EG retail summit 2016 sponsorsWhile the surge in online retail was once perceived as a genuine threat to bricks-and mortar businesses, the worlds of online and offline should no longer be viewed as two separate entities, but as elements of a single business model.

Having a concise online strategy and keeping consumers and their need for convenience at the heart of your physical strategy are key to any retail business today, said Roger Wade, founder of shipping container mall Boxpark.

“The reality is that it is going to be omni-channel,” he said. “Any retailer that does not realise that is burying their head in the sand. It is no longer an online and offline world, and it is the omni-channel guys that are doing the best.”

Wade cited John Lewis as an example of omni-channel use though its click-and-collect service, saying its success in embracing both channels was the result of having a clear-cut strategy that was implemented early.

“It was all driven by our customers telling us that they wanted more convenience,” said Jeremy Collins, property director at John Lewis.

“We soon learned that driving an hour to a store was no good, and the great thing about click and collect means that we can reach the customers in a way that is convenient for them,” he said. 



Convenience and consumer needs have also become key to Network Rail’s retail strategy. Network Rail’s 577,000 sq ft retail portfolio, spread across 17 stations, now generates £120m in annual income.

Lii Bernovski-Smith, category manager at Network Rail, said: “The end goal is to get that money from the consumer, so we assess the profile of consumers and then evaluate their needs.”

By examining the purpose of the journey and the station from where consumers are travelling, it is possible to evaluate what they are likely to buy, and this dictates the retail landscape of train stations, said Bernovski-Smith.

Manchester Piccadilly is a case in point. It is more affluent than London stations Victoria and Waterloo, and 43% of people who enter the station visit a shop. The dominant travel mission at Manchester Piccadilly is leisure, which dominates the tenant mix.

Bernovski-Smith added: “We focus on the importance of the consumer in the tenant mix.”

Consumer focus is also key when it comes to store branding, positioning and range, which is why Marks & Spencer is trialling a 1,000 sq ft store Food to Go format to cater for the hungry travellers.

M&S franchise, space and display manager Shan Sabendran said:  “When you are trying to squish an offer into a store of that size, every range decision we make is crucial. We have to understand eating habits. This is important, as 68% of rail travellers eat while travelling.”

These changes can have an impact on the investment market, and retail landlords would be wise to start realigning their estates accordingly, said John Duxbury, head of retail at M&G Real Estate.

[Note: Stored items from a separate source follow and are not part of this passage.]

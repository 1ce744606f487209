mod adjustment;
mod devolucion;

use serde::Deserialize;

pub use adjustment::{AdjustmentData, AdjustmentLine, AdjustmentStatus, StockAdjustment};
pub use devolucion::{Devolucion, DevolucionData, DevolucionStatus, ItemCondition, ReturnLine};

/// Query parameters for `GET /stock`.
#[derive(Debug, Default, Deserialize)]
#[serde(rename_all = "camelCase")]
pub struct StockQuery {
    #[serde(default)]
    pub warehouse_id: Option<String>,
    #[serde(default)]
    pub item_id: Option<String>,
}

/// Query parameters for `GET /stock/moves`.
#[derive(Debug, Deserialize)]
#[serde(rename_all = "camelCase")]
pub struct MovesQuery {
    pub item_id: String,
    #[serde(default)]
    pub limit: Option<usize>,
}
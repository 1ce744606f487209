use thiserror::Error;

#[derive(Error, Debug)]
pub enum SQLError {
    #[error("query error: {0}")]
    Query(String),

    #[error("execution error: {0}")]
    Execution(String),

    #[error("connection error: {0}")]
    Connection(String),

    #[error("transaction error: {0}")]
    Transaction(String),
}
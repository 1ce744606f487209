use std::path::PathBuf;

/// Storage and listen settings shared by every module.
///
/// The server binary fills this from its TOML configuration and command-line
/// flags, then passes it to storage initialization.
#[derive(Debug, Clone)]
pub struct ServiceConfig {
    /// Directory holding the database and other runtime files.
    pub data_dir: Option<PathBuf>,

    /// Path to the SQLite database file.
    /// Defaults to `{data_dir}/data.sqlite` if not specified.
    pub sqlite_path: Option<PathBuf>,

    /// Listen address for the HTTP server.
    pub listen: String,
}

impl Default for ServiceConfig {
    fn default() -> Self {
        Self {
            data_dir: None,
            sqlite_path: None,
            listen: "0.0.0.0:8080".to_string(),
        }
    }
}

impl ServiceConfig {
    /// Resolve the SQLite database path, falling back to `{data_dir}/data.sqlite`.
    pub fn resolve_sqlite_path(&self) -> PathBuf {
        self.sqlite_path
            .clone()
            .unwrap_or_else(|| self.resolve_data_subpath("data.sqlite"))
    }

    fn resolve_data_subpath(&self, name: &str) -> PathBuf {
        self.data_dir
            .as_ref()
            .map(|d| d.join(name))
            .unwrap_or_else(|| PathBuf::from(name))
    }
}

#[cfg(test)]
mod tests {
    use super::*;

    #[test]
    fn test_resolve_defaults() {
        let config = ServiceConfig {
            data_dir: Some(PathBuf::from("/data")),
            ..Default::default()
        };
        assert_eq!(config.resolve_sqlite_path(), PathBuf::from("/data/data.sqlite"));

        let explicit = ServiceConfig {
            sqlite_path: Some(PathBuf::from("/var/erp.db")),
            ..Default::default()
        };
        assert_eq!(explicit.resolve_sqlite_path(), PathBuf::from("/var/erp.db"));
    }
}
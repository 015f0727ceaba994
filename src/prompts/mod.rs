pub mod rewrite;

/// An instruction for the generation engine, split so that directives and
/// user-supplied content travel in separate fields.
#[derive(Debug, Clone, PartialEq, Eq)]
pub struct Prompt {
    /// Directives: role, tone, rules.
    pub system: String,
    /// User content only, enclosed in boundary markers.
    pub user: String,
}

impl Prompt {
    /// Flatten into a single instruction, for engines without a system field.
    pub fn render(&self) -> String {
        format!("{}\n\n{}", self.system, self.user)
    }
}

“We have been positioning our portfolio in anticipation of the changes in the retail sector. We have sold out of larger shopping centres and focused instead on flagships and investing in our development pipeline in order to be strong in the destination side of things,” he said.

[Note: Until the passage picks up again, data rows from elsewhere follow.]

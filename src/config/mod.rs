//! Runtime configuration: command-line flags, each with an environment
//! variable fallback and a default.

use std::path::{Path, PathBuf};
use std::time::Duration;

use anyhow::{Context, Result};
use clap::{ArgAction, Parser, Subcommand};

use crate::consts::{
    DEFAULT_GEMINI_BASE_URL, DEFAULT_HOST, DEFAULT_MAX_RETRIES, DEFAULT_MODEL, DEFAULT_PORT,
};
use crate::rewrite::RewriteConfig;

#[derive(Parser, Debug)]
#[command(
    name = "professionalizer",
    version,
    about = "Rewrites text in a chosen tone."
)]
pub struct Cli {
    #[command(subcommand)]
    pub command: Option<Command>,

    /// Gemini API key. Startup succeeds without one; rewrites then fail with an auth error.
    #[arg(long, env = "GOOGLE_API_KEY", hide_env_values = true, global = true)]
    pub api_key: Option<String>,

    /// Gemini model name
    #[arg(long, env = "GEMINI_MODEL", default_value = DEFAULT_MODEL, global = true)]
    pub model: String,

    /// Gemini API root
    #[arg(long, env = "GEMINI_BASE_URL", default_value = DEFAULT_GEMINI_BASE_URL, global = true)]
    pub base_url: String,

    /// Address to bind
    #[arg(long, env = "HOST", default_value = DEFAULT_HOST, global = true)]
    pub host: String,

    /// Port to listen on
    #[arg(short, long, env = "PORT", default_value_t = DEFAULT_PORT, global = true)]
    pub port: u16,

    /// Per-attempt timeout for a generation call, in seconds
    #[arg(
        short,
        long,
        env = "REWRITE_TIMEOUT_SECS",
        default_value_t = 30,
        value_parser = clap::value_parser!(u64).range(1..),
        global = true
    )]
    pub timeout: u64,

    /// Retries after a transient network failure
    #[arg(long, env = "REWRITE_MAX_RETRIES", default_value_t = DEFAULT_MAX_RETRIES, global = true)]
    pub max_retries: u32,

    /// Raise log verbosity (-v debug, -vv trace). RUST_LOG takes precedence.
    #[arg(short, long, action = ArgAction::Count, global = true)]
    pub verbose: u8,
}

#[derive(Subcommand, Debug, Clone, Copy, PartialEq, Eq)]
pub enum Command {
    /// Run the HTTP server (default)
    Serve,
    /// Check the API key and list the models it can use
    CheckKey,
}

impl Cli {
    pub fn command(&self) -> Command {
        self.command.unwrap_or(Command::Serve)
    }

    pub fn bind_addr(&self) -> String {
        format!("{}:{}", self.host, self.port)
    }

    pub fn rewrite_config(&self) -> RewriteConfig {
        RewriteConfig {
            attempt_timeout: Duration::from_secs(self.timeout),
            max_retries: self.max_retries,
            ..RewriteConfig::default()
        }
    }

    /// Default log directive when RUST_LOG is unset.
    pub fn log_level(&self) -> &'static str {
        match self.verbose {
            0 => "info",
            1 => "debug",
            _ => "trace",
        }
    }
}

/// Load `<dir>/.env` into the process environment so clap sees its values.
/// Variables already set in the environment are left alone. Returns the path
/// that was loaded, or `None` when there is no file.
pub fn load_env_file(dir: &Path) -> Result<Option<PathBuf>> {
    let path = dir.join(".env");
    if !path.is_file() {
        return Ok(None);
    }
    dotenv::from_path(&path).with_context(|| format!("failed to load {}", path.display()))?;
    Ok(Some(path))
}

#[cfg(test)]
mod tests {
    use super::*;

    fn parse(args: &[&str]) -> Cli {
        let mut argv = vec!["professionalizer"];
        argv.extend_from_slice(args);
        Cli::try_parse_from(argv).unwrap()
    }

    #[test]
    fn defaults_to_serve() {
        assert_eq!(parse(&[]).command(), Command::Serve);
    }

    #[test]
    fn check_key_subcommand() {
        assert_eq!(parse(&["check-key"]).command(), Command::CheckKey);
    }

    #[test]
    fn flags_work_after_subcommand() {
        let cli = parse(&["serve", "--port", "5000", "--host", "127.0.0.1"]);
        assert_eq!(cli.bind_addr(), "127.0.0.1:5000");
    }

    #[test]
    fn rewrite_config_from_flags() {
        let cli = parse(&["--timeout", "5", "--max-retries", "0"]);
        let config = cli.rewrite_config();
        assert_eq!(config.attempt_timeout, Duration::from_secs(5));
        assert_eq!(config.max_retries, 0);
        assert_eq!(config.backoff_cap, RewriteConfig::default().backoff_cap);
    }

    #[test]
    fn zero_timeout_rejected() {
        assert!(Cli::try_parse_from(["professionalizer", "--timeout", "0"]).is_err());
    }

    #[test]
    fn api_key_flag() {
        let cli = parse(&["--api-key", "AIza-test"]);
        assert_eq!(cli.api_key.as_deref(), Some("AIza-test"));
    }

    #[test]
    fn verbosity_levels() {
        assert_eq!(parse(&[]).log_level(), "info");
        assert_eq!(parse(&["-v"]).log_level(), "debug");
        assert_eq!(parse(&["-vv"]).log_level(), "trace");
    }

    #[test]
    fn env_file_missing_is_fine() {
        let dir = tempfile::tempdir().unwrap();
        assert!(load_env_file(dir.path()).unwrap().is_none());
    }

    #[test]
    fn env_file_values_reach_environment() {
        let dir = tempfile::tempdir().unwrap();
        std::fs::write(
            dir.path().join(".env"),
            "PROFESSIONALIZER_ENV_FILE_TEST=from-file\n",
        )
        .unwrap();

        let loaded = load_env_file(dir.path()).unwrap();
        assert_eq!(loaded, Some(dir.path().join(".env")));
        assert_eq!(
            std::env::var("PROFESSIONALIZER_ENV_FILE_TEST").as_deref(),
            Ok("from-file")
        );
    }
}
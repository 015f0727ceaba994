use std::sync::Arc;
use std::time::Duration;

use tokio_util::sync::CancellationToken;
use tracing::{info, warn};

use super::{RewriteError, RewriteRequest, RewriteResult, TEXT_REQUIRED};
use crate::consts::{
    DEFAULT_ATTEMPT_TIMEOUT, DEFAULT_BACKOFF_BASE, DEFAULT_BACKOFF_CAP, DEFAULT_MAX_RETRIES,
};
use crate::generation::{GenerationClient, GenerationError};
use crate::prompts::Prompt;
use crate::prompts::rewrite::build_rewrite_prompt;
use crate::tone::Tone;

#[derive(Debug, Clone)]
pub struct RewriteConfig {
    /// Bound on a single engine call.
    pub attempt_timeout: Duration,
    /// Extra attempts allowed after a transient failure.
    pub max_retries: u32,
    pub backoff_base: Duration,
    pub backoff_cap: Duration,
}

impl Default for RewriteConfig {
    fn default() -> Self {
        Self {
            attempt_timeout: DEFAULT_ATTEMPT_TIMEOUT,
            max_retries: DEFAULT_MAX_RETRIES,
            backoff_base: DEFAULT_BACKOFF_BASE,
            backoff_cap: DEFAULT_BACKOFF_CAP,
        }
    }
}

impl RewriteConfig {
    /// Delay before retry number `retry` (0-based): `base * 2^retry`, capped.
    pub fn backoff(&self, retry: u32) -> Duration {
        let factor = 1u32.checked_shl(retry).unwrap_or(u32::MAX);
        self.backoff_base
            .checked_mul(factor)
            .unwrap_or(self.backoff_cap)
            .min(self.backoff_cap)
    }
}

/// Validates requests, builds prompts and drives the generation engine.
///
/// Holds one shared client; safe to call concurrently.
pub struct RewriteService {
    client: Arc<dyn GenerationClient>,
    config: RewriteConfig,
}

impl RewriteService {
    pub fn new(client: Arc<dyn GenerationClient>, config: RewriteConfig) -> Self {
        Self { client, config }
    }

    pub fn config(&self) -> &RewriteConfig {
        &self.config
    }

    /// Rewrite `request.text` in `request.tone`.
    ///
    /// Never retries validation or auth failures. Cancelling `cancel` aborts
    /// the in-flight call and any pending backoff.
    pub async fn rewrite(
        &self,
        request: &RewriteRequest,
        cancel: &CancellationToken,
    ) -> Result<RewriteResult, RewriteError> {
        if request.text.trim().is_empty() {
            return Err(RewriteError::validation(TEXT_REQUIRED));
        }

        let tone =
            Tone::resolve(&request.tone).map_err(|e| RewriteError::validation(e.to_string()))?;

        info!(
            %tone,
            chars = request.text.chars().count(),
            engine = self.client.name(),
            "rewrite requested"
        );

        let prompt = build_rewrite_prompt(&request.text, tone);

        match self.generate(&prompt, cancel).await {
            Ok(text) => Ok(RewriteResult { text }),
            Err(e) => {
                let err = RewriteError::from(e);
                warn!(kind = %err.kind, error = %err.message, "rewrite failed");
                Err(err)
            }
        }
    }

    async fn generate(
        &self,
        prompt: &Prompt,
        cancel: &CancellationToken,
    ) -> Result<String, GenerationError> {
        let mut retry = 0;

        loop {
            let outcome = tokio::select! {
                biased;
                _ = cancel.cancelled() => Err(GenerationError::Cancelled),
                result = tokio::time::timeout(
                    self.config.attempt_timeout,
                    self.client.generate(prompt),
                ) => result.unwrap_or(Err(GenerationError::Timeout)),
            };

            match outcome {
                Err(e) if e.is_transient() && retry < self.config.max_retries => {
                    let delay = self.config.backoff(retry);
                    retry += 1;
                    warn!(
                        error = %e,
                        retry,
                        max_retries = self.config.max_retries,
                        delay_ms = delay.as_millis() as u64,
                        "transient generation failure, retrying"
                    );

                    tokio::select! {
                        biased;
                        _ = cancel.cancelled() => return Err(GenerationError::Cancelled),
                        _ = tokio::time::sleep(delay) => {}
                    }
                }
                other => return other,
            }
        }
    }
}

#[cfg(test)]
mod tests {
    use super::*;

    #[test]
    fn backoff_doubles_then_caps() {
        let config = RewriteConfig {
            backoff_base: Duration::from_millis(100),
            backoff_cap: Duration::from_millis(500),
            ..RewriteConfig::default()
        };
        assert_eq!(config.backoff(0), Duration::from_millis(100));
        assert_eq!(config.backoff(1), Duration::from_millis(200));
        assert_eq!(config.backoff(2), Duration::from_millis(400));
        assert_eq!(config.backoff(3), Duration::from_millis(500));
        assert_eq!(config.backoff(64), Duration::from_millis(500));
    }

    #[test]
    fn default_config_matches_consts() {
        let config = RewriteConfig::default();
        assert_eq!(config.attempt_timeout, DEFAULT_ATTEMPT_TIMEOUT);
        assert_eq!(config.max_retries, DEFAULT_MAX_RETRIES);
    }
}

Similarly, retailers themselves need to make sure that they keep investing into their own brands and offering to make sure that they remain ahead of retail trends. Recent high street casualties Austin Reed and BHS show just how relevant this is today, particularly in the evolving digital landscape. BHS tried, but ultimately failed, to reach a new audience by renovating its online offer. 

However, despite recent bad news, one of the UK’s top insolvency practitioners told landlords there would not be a wave of retailer administrations despite recent collapses.

Deloitte partner Neville Kahn said: “Landlords do not need to get nervous about this. We do not think the amount of insolvencies is going to get higher.”

He said the lesson of the past was that retailers, such as Woolworths and Comet, had been left with outdated brands because of underinvestment, and those left are stronger.

“Whereas before the landscape was dominated by the retailers and customers had little choice, in the digital age the choice is huge and it is a global play, which is why it needs a lot of investment.”